House Bill 205, effective July 1, 2024, created the Ignition Interlock Limited Driving Permit pathway for DUI arrestees in Georgia. Under the new law, a driver arrested for DUI can elect to install an IID immediately and petition the court for an IILDP rather than wait through the Administrative License Suspension hearing process. The IILDP allows driving for work, school, medical appointments, court-ordered programs, and other essential purposes approved by the court. The permit is issued by the Superior Court, not DDS, and requires SR-22 filing at the time of issuance. The cost structure shifts: instead of serving a hard suspension period with zero driving privileges, the driver pays for continuous IID installation and monitoring from the arrest date forward. For a first-offense DUI where the standard ALS suspension is 12 months, electing the IILDP pathway means paying 12 months of IID costs upfront: installation $100 to $150, monthly monitoring $70 to $100 for 12 months, total $940 to $1,350. The trade is immediate restricted driving in exchange for paying IID costs earlier in the process. The DDS reinstatement fee still applies at the end of the suspension period.

When the Limited Driving Permit adds court petition costs

Georgia's Limited Driving Permit is issued by Superior Court judges, not administratively by DDS. To obtain the permit, the driver files a petition in the county where the DUI charge originated. Many counties require an attorney to file the petition; some allow pro se filings with court clerk assistance. Attorney fees for LDP petition preparation and court representation range from $500 to $1,500 depending on the county and the attorney's familiarity with the specific judge's requirements. The court filing fee for the LDP petition is typically $50 to $100, paid to the clerk at the time of filing. These costs are separate from the criminal defense attorney fees paid during the DUI case itself. The court hearing for the LDP petition happens after the DUI conviction or guilty plea. The judge evaluates the petition, the driver's need for restricted driving, the SR-22 proof of insurance, and any IID installation documentation if required. Denial means waiting out the full suspension period with no driving privileges. Approval means restricted driving privileges begin immediately upon issuance of the paper permit.

Total cost stack: court case plus reinstatement

For a first-offense DUI in Georgia with a 12-month suspension, the combined court and DDS cost breakdown typically includes: court fine $300 to $1,000, court surcharge and costs $300 to $600, DUI Risk Reduction Program $350 to $450, clinical evaluation $75 to $150 if ordered, IID costs if ordered or elected $940 to $1,350, LDP petition attorney and court fees $550 to $1,600 if pursued, DDS reinstatement fee $200, SR-22 filing fee $25 to $50, SR-22 premium increase over 3 years $2,880 to $7,200. Total minimum: approximately $5,420 when no IID is ordered and no LDP is pursued. Total maximum when IID is ordered and LDP is pursued: approximately $11,750. Most first-offense cases fall in the $6,000 to $8,500 range when the driver pursues restricted driving privileges via LDP. Second-offense DUI costs are substantially higher due to increased statutory fines, longer suspension periods, mandatory IID installation for longer durations, and higher SR-22 premium increases. Felony DUI convictions carry even higher court costs and longer SR-22 filing periods.

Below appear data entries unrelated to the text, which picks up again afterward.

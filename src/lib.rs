//! # isasheet - ISA-Tab Sheets for Stem-Cell Single-Cell Studies
//!
//! `isasheet` generates the sample sheet (`s_*.txt`) and assay sheet (`a_*.txt`)
//! of an ISA-Tab study from a list of sample identifiers and a handful of shared
//! study annotations, plus the investigation file (`i_Investigation.txt`) that
//! ties them together.
//!
//! ## Key Features
//!
//! - **Declarative Column Layouts**: Each sheet is a [`schema::ColumnSpec`], a
//!   fixed sequence of base columns with named slots where caller-defined
//!   column groups are spliced in.
//!
//! - **Linked Sheets**: Both sheets normalize sample identifiers the same way,
//!   so `Sample Name` in the assay sheet always matches the sample sheet.
//!
//! - **Controlled Vocabulary**: Known organisms are annotated with their
//!   NCBI Taxonomy term source and accession.
//!
//! - **All-or-Nothing Output**: Tables are validated in full before anything
//!   is written, and files are replaced atomically.
//!
//! ## Quick Start
//!
//! ```rust
//! use isasheet::metadata::StudyDesign;
//! use isasheet::sheets::StageColumns;
//!
//! let study = StudyDesign::new("organoid_timecourse")
//!     .with_samples(["D0-1", "D7-1"])
//!     .with_organism_name("Homo sapiens")
//!     .with_source_type("iPSC")
//!     .with_model_type("organoid")
//!     .with_library_kit("Chromium Next GEM Single Cell 3' v3.1")
//!     .with_library_type("3'")
//!     .with_stages(StageColumns {
//!         source_characteristics: vec!["genotype".to_string()],
//!         ..Default::default()
//!     });
//!
//! let sheets = study.build_sheets()?;
//! assert_eq!(sheets.sample.field(0, "Sample Name"), Some("D0_1"));
//! assert_eq!(sheets.assay.field(1, "Extract Name"), Some("D7_1_GEX"));
//! # Ok::<(), isasheet::table::TableError>(())
//! ```
//!
//! Writing a full ISA-Tab directory:
//!
//! ```rust,no_run
//! use isasheet::metadata::StudyDesign;
//! use isasheet::writer::{write_isatab, WriteOptions};
//!
//! let study = StudyDesign::new("organoid_timecourse").with_samples(["D0-1"]);
//! let summary = write_isatab("isa", &study, &WriteOptions::default())?;
//! println!("Wrote {} files", summary.files.len());
//! # Ok::<(), isasheet::writer::WriterError>(())
//! ```
//!
//! ## Modules
//!
//! - [`schema`]: column specs, column groups and header expansion
//! - [`table`]: the generic `TableBuilder` and identifier normalization
//! - [`sheets`]: the sample and assay sheet layouts
//! - [`metadata`]: study-level inputs
//! - [`controlled_vocabulary`]: ontology terms and sources
//! - [`writer`]: tab-separated output and the investigation file

#![deny(missing_docs)]
#![deny(rustdoc::missing_crate_level_docs)]

pub mod controlled_vocabulary;
pub mod metadata;
pub mod schema;
pub mod sheets;
pub mod table;
pub mod writer;

/// Prelude module for convenient imports
pub mod prelude {
    pub use crate::controlled_vocabulary::{organisms, OntologyTerm};
    pub use crate::metadata::{Sheets, StudyDesign};
    pub use crate::schema::{columns, ColumnGroup, ColumnKind, ColumnSpec, InsertionPoint};
    pub use crate::sheets::{assay_sheet_spec, sample_sheet_spec, SheetKind, StageColumns};
    pub use crate::table::{normalize_identifier, SharedFields, Table, TableBuilder, TableError};
    pub use crate::writer::{table_to_string, write_isatab, WriteOptions, WriterError};
}
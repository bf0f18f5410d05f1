use super::TableError;

/// Normalize a raw sample identifier for use in ISA-Tab name columns
///
/// Every hyphen becomes an underscore; case, digits and other punctuation are
/// kept. The result has the same length as the input and normalizing it again
/// is a no-op.
///
/// Empty identifiers and identifiers containing a tab or line break are
/// rejected, since they cannot survive a tab-separated, line-oriented file.
///
/// ```rust
/// use isasheet::table::normalize_identifier;
///
/// assert_eq!(normalize_identifier("D7-rep-2").unwrap(), "D7_rep_2");
/// assert!(normalize_identifier("").is_err());
/// ```
pub fn normalize_identifier(raw: &str) -> Result<String, TableError> {
    if raw.is_empty() {
        return Err(TableError::InvalidIdentifier {
            identifier: raw.to_string(),
            reason: "identifier is empty".to_string(),
        });
    }

    if let Some(c) = raw.chars().find(|c| matches!(c, '\t' | '\n' | '\r')) {
        return Err(TableError::InvalidIdentifier {
            identifier: raw.to_string(),
            reason: format!("contains delimiter character {:?}", c),
        });
    }

    Ok(raw.replace('-', "_"))
}
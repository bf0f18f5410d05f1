//! End-to-end tests of the isasheet binary

use std::fs;
use std::path::Path;
use std::process::{Command, Output};
use tempfile::tempdir;

fn isasheet(args: &[&str]) -> Output {
    Command::new(env!("CARGO_BIN_EXE_isasheet"))
        .args(args)
        .output()
        .expect("failed to run isasheet")
}

fn stdout(output: &Output) -> String {
    String::from_utf8(output.stdout.clone()).unwrap()
}

fn write_config(dir: &Path) -> String {
    let path = dir.join("isasheet.toml");
    fs::write(
        &path,
        r#"
[study]
experiment_name = "cfg_exp"
organism = "Mus musculus"
source_type = "ESC"
model_type = "embryoid body"
samples = ["EB-1", "EB-2"]

[library]
kit = "10x 3' v3"
type = "3'"

[columns]
sample_characteristics = ["day"]
"#,
    )
    .unwrap();
    path.to_string_lossy().into_owned()
}

#[test]
fn test_show_sample_from_flags() {
    let output = isasheet(&[
        "show",
        "sample",
        "--experiment",
        "exp",
        "--organism",
        "human",
        "--sample",
        "S-1",
        "--sample",
        "S-2",
    ]);
    assert!(output.status.success());

    let text = stdout(&output);
    let lines: Vec<&str> = text.lines().collect();
    assert_eq!(lines.len(), 3);
    assert!(lines[0].starts_with("Source Name\tCharacteristics[Organism]"));
    assert!(lines[1].starts_with("S_1\tHomo sapiens\tNCBITAXON\t"));
    assert!(lines[2].starts_with("S_2\t"));
}

#[test]
fn test_show_assay_json_from_config() {
    let dir = tempdir().unwrap();
    let config = write_config(dir.path());

    let output = isasheet(&["show", "assay", "--config", &config, "--json"]);
    assert!(output.status.success());

    let table: serde_json::Value = serde_json::from_str(&stdout(&output)).unwrap();
    let header = table["header"].as_array().unwrap();
    let rows = table["rows"].as_array().unwrap();
    assert_eq!(header.len(), 15);
    assert_eq!(rows.len(), 2);
    assert_eq!(rows[1][4], "EB_2_GEX");
    assert_eq!(rows[0][6], "10x 3' v3");
}

#[test]
fn test_flags_override_config_samples() {
    let dir = tempdir().unwrap();
    let config = write_config(dir.path());
    let samples = dir.path().join("samples.txt");
    fs::write(&samples, "# batch 1\nX-1\n\nX-2\n").unwrap();

    let output = isasheet(&[
        "show",
        "sample",
        "--config",
        &config,
        "--samples-file",
        samples.to_str().unwrap(),
    ]);
    assert!(output.status.success());

    let text = stdout(&output);
    let lines: Vec<&str> = text.lines().collect();
    assert_eq!(lines.len(), 3);
    assert!(lines[0].ends_with("Sample Name\tCharacteristics[day]"));
    assert!(lines[1].starts_with("X_1\tMus musculus\t"));
}

#[test]
fn test_generate_writes_three_files() {
    let dir = tempdir().unwrap();
    let config = write_config(dir.path());
    let out = dir.path().join("isa");

    let output = isasheet(&["generate", out.to_str().unwrap(), "--config", &config]);
    assert!(output.status.success());
    assert!(stdout(&output).contains("2 sample(s)"));

    assert!(out.join("i_Investigation.txt").exists());
    assert!(out.join("s_cfg_exp.txt").exists());
    assert!(out
        .join("a_cfg_exp_transcription_profiling_nucleotide_sequencing.txt")
        .exists());

    // A second run needs --force
    let again = isasheet(&["generate", out.to_str().unwrap(), "--config", &config]);
    assert!(!again.status.success());

    let forced = isasheet(&[
        "generate",
        out.to_str().unwrap(),
        "--config",
        &config,
        "--force",
    ]);
    assert!(forced.status.success());
}

#[test]
fn test_invalid_sample_fails() {
    let dir = tempdir().unwrap();
    let out = dir.path().join("isa");

    let output = isasheet(&[
        "generate",
        out.to_str().unwrap(),
        "--experiment",
        "exp",
        "--sample",
        "",
    ]);
    assert!(!output.status.success());
    assert!(!out.exists());
}

#[test]
fn test_missing_experiment_fails() {
    let output = isasheet(&["show", "sample", "--sample", "S-1"]);
    assert!(!output.status.success());
    assert!(String::from_utf8_lossy(&output.stderr).contains("experiment"));
}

How non-owner SR-22 reduces total outlay for non-vehicle owners

If your vehicle was impounded, sold, or you never owned one, a non-owner SR-22 policy satisfies the DDS SR-22 filing requirement at lower monthly cost than standard auto insurance. Non-owner policies provide liability coverage when you drive a vehicle you do not own: a rental, a borrowed car, or an employer's vehicle. Non-owner SR-22 premiums in Georgia after a DUI conviction typically run $30 to $60 per month. Over the 3-year SR-22 filing period, total cost is $1,080 to $2,160. This is $1,800 to $5,040 less than the premium increase on a standard owned-vehicle policy over the same period. Non-owner SR-22 does not provide collision or comprehensive coverage because there is no owned vehicle to cover. It satisfies the state liability minimum requirement and the SR-22 filing obligation. Once you purchase or lease a vehicle again, you must switch to a standard policy and refile the SR-22 with DDS showing the new vehicle.